MATERIAL FOR THIS EXERCISE ::
╭──

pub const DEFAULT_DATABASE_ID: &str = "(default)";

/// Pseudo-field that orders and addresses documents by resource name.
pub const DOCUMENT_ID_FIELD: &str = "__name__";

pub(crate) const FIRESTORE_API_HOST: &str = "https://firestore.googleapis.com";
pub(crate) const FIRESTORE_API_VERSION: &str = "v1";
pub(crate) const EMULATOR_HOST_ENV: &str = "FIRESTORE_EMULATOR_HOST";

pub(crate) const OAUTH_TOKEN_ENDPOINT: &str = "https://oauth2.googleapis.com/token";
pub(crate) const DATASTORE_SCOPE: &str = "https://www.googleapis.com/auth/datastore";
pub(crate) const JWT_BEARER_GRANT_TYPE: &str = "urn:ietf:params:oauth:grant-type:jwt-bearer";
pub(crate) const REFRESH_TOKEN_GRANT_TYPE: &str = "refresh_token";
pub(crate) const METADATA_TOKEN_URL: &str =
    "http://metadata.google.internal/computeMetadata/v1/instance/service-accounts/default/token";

╰──
╭──

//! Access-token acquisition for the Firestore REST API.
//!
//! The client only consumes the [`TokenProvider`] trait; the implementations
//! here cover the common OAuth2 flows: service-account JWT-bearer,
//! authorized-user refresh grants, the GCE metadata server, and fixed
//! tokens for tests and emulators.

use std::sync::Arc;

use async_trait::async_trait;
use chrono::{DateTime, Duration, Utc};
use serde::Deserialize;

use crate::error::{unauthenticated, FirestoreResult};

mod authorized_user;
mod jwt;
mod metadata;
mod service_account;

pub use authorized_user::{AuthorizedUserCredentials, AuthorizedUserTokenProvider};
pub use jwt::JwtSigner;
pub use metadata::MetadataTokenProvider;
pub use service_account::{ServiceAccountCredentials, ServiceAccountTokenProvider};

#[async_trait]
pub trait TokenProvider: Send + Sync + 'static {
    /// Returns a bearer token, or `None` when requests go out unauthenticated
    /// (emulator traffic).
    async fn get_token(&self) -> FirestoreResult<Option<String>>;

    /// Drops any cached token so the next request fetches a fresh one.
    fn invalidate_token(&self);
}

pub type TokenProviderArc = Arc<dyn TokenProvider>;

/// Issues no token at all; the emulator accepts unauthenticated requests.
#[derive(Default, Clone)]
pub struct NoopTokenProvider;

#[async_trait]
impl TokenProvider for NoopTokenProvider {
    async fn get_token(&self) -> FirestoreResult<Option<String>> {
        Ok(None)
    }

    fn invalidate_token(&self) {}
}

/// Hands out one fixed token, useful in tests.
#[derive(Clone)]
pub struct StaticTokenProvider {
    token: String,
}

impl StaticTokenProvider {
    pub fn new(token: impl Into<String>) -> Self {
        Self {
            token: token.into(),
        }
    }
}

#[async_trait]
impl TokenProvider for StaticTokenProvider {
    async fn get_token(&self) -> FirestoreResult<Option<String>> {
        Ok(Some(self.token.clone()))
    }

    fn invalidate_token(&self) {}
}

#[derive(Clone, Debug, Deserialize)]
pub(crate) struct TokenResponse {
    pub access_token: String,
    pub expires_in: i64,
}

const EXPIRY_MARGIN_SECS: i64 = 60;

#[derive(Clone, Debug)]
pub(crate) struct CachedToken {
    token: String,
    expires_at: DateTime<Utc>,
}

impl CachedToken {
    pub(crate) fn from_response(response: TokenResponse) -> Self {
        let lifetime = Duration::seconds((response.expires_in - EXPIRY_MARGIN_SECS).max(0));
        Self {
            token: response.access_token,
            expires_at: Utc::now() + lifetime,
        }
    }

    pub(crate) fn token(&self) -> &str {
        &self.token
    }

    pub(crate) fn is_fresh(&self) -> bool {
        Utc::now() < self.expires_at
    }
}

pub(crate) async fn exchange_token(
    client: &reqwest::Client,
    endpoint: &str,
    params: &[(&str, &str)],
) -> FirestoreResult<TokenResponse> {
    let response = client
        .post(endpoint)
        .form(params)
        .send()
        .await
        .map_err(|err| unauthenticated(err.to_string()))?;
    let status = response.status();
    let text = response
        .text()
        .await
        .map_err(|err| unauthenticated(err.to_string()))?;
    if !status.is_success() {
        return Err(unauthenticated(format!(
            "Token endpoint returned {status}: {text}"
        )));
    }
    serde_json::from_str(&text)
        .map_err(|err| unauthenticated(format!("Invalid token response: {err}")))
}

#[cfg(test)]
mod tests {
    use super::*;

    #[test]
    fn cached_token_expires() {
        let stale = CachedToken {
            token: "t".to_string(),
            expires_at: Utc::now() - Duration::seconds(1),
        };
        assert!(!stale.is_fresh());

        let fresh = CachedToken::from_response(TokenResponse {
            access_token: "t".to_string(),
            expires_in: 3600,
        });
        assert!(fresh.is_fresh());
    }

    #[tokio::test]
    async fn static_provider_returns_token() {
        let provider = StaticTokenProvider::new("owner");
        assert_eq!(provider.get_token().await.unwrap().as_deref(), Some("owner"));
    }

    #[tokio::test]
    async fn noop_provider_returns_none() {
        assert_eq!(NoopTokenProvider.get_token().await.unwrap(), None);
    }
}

╰──

Go through the entries and report every line with the string "await".

SOLUTION FOR THIS PROBLEM ::
        .await
        .await
        assert_eq!(provider.get_token().await.unwrap().as_deref(), Some("owner"));
        assert_eq!(NoopTokenProvider.get_token().await.unwrap(), None);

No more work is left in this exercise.